WORK TO BE COMPLETED: Below is some data. Retype exactly the lines starting at the one with "filename src/logger.rs" and ending at the one with "filename src/raster.rs".

DATA EXTRACTS:
__________

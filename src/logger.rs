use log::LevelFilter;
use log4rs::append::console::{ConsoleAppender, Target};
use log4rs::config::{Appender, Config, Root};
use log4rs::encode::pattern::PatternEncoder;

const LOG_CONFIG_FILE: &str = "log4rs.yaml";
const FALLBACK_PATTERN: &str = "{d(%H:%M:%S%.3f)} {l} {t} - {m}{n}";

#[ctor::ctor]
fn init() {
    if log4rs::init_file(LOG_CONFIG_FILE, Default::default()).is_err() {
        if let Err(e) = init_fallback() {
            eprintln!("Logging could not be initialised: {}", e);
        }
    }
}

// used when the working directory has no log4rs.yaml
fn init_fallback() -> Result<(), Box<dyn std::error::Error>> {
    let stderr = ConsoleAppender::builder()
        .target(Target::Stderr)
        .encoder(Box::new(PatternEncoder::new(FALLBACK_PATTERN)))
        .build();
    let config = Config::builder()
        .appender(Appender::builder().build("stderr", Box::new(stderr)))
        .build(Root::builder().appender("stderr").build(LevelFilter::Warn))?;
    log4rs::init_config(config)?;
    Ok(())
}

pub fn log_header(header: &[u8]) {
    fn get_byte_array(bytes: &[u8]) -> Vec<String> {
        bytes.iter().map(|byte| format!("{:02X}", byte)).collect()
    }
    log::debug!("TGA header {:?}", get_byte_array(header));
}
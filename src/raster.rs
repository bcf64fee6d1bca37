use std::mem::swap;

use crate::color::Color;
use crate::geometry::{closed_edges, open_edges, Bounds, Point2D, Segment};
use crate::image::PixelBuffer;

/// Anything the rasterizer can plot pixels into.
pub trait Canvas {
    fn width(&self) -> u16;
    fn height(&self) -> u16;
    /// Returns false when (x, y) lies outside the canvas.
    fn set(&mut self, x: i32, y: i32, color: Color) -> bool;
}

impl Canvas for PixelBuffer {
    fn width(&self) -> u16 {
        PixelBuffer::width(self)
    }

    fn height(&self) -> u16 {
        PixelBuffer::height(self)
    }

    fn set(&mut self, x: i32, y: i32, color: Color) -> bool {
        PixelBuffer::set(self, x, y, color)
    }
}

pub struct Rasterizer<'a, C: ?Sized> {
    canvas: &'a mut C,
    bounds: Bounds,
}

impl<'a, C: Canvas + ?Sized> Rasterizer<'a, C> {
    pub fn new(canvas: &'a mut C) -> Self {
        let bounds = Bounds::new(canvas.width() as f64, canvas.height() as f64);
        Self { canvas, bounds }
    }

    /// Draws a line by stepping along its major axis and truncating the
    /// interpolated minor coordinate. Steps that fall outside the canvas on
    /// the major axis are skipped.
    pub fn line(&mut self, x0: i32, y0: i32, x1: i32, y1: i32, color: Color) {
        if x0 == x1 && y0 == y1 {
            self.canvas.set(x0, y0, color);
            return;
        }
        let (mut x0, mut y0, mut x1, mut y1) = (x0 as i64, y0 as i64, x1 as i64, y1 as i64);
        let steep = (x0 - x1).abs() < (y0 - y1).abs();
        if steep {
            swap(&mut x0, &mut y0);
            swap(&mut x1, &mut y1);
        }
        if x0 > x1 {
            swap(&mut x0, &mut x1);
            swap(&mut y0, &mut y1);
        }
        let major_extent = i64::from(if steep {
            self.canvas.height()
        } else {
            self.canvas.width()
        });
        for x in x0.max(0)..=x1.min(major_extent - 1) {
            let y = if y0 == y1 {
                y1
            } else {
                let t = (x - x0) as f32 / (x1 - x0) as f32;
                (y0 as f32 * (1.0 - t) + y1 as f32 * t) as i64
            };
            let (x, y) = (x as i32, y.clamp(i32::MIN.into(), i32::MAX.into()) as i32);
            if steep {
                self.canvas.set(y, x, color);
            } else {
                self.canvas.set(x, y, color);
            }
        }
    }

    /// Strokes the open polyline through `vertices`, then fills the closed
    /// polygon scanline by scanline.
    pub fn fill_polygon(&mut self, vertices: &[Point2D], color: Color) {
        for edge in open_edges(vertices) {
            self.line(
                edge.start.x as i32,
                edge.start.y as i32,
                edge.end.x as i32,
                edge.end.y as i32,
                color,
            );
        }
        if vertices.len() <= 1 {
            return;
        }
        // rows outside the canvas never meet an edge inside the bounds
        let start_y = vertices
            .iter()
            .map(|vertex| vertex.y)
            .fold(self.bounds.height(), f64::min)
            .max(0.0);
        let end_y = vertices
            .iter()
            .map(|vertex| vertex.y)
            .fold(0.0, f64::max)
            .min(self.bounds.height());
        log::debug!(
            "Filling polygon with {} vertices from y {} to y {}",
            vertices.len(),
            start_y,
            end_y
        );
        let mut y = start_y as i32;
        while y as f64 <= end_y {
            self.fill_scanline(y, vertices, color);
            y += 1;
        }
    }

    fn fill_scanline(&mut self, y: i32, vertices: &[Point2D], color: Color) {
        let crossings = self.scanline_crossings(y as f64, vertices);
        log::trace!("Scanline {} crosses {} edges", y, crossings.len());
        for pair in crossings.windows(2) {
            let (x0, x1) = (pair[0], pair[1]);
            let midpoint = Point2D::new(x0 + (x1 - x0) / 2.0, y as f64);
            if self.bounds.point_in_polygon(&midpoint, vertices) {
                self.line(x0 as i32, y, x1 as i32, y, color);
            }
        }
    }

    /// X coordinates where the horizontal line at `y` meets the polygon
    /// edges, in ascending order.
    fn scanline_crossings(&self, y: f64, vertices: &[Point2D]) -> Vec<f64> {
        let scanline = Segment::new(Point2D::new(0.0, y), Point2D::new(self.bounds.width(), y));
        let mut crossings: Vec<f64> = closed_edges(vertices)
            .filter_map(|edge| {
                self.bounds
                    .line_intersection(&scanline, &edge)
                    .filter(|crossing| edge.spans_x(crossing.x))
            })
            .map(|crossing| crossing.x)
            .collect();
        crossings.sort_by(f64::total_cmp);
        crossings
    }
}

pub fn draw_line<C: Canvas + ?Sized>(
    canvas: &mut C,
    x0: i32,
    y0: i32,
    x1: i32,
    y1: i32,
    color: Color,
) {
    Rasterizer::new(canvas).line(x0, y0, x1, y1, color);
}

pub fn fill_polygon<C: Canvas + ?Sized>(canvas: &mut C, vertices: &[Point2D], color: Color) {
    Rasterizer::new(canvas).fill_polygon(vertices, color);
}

__________

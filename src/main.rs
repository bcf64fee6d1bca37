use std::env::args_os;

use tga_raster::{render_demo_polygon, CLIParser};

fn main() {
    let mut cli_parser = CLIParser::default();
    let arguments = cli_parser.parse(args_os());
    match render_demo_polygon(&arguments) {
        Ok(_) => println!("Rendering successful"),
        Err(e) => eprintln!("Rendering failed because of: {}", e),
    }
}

__________

ANSWER FOR THIS EXERCISE:
filename src/logger.rs
use log::LevelFilter;
use log4rs::append::console::{ConsoleAppender, Target};
use log4rs::config::{Appender, Config, Root};
use log4rs::encode::pattern::PatternEncoder;

const LOG_CONFIG_FILE: &str = "log4rs.yaml";
const FALLBACK_PATTERN: &str = "{d(%H:%M:%S%.3f)} {l} {t} - {m}{n}";

#[ctor::ctor]
fn init() {
    if log4rs::init_file(LOG_CONFIG_FILE, Default::default()).is_err() {
        if let Err(e) = init_fallback() {
            eprintln!("Logging could not be initialised: {}", e);
        }
    }
}

// used when the working directory has no log4rs.yaml
fn init_fallback() -> Result<(), Box<dyn std::error::Error>> {
    let stderr = ConsoleAppender::builder()
        .target(Target::Stderr)
        .encoder(Box::new(PatternEncoder::new(FALLBACK_PATTERN)))
        .build();
    let config = Config::builder()
        .appender(Appender::builder().build("stderr", Box::new(stderr)))
        .build(Root::builder().appender("stderr").build(LevelFilter::Warn))?;
    log4rs::init_config(config)?;
    Ok(())
}

pub fn log_header(header: &[u8]) {
    fn get_byte_array(bytes: &[u8]) -> Vec<String> {
        bytes.iter().map(|byte| format!("{:02X}", byte)).collect()
    }
    log::debug!("TGA header {:?}", get_byte_array(header));
}
filename src/raster.rs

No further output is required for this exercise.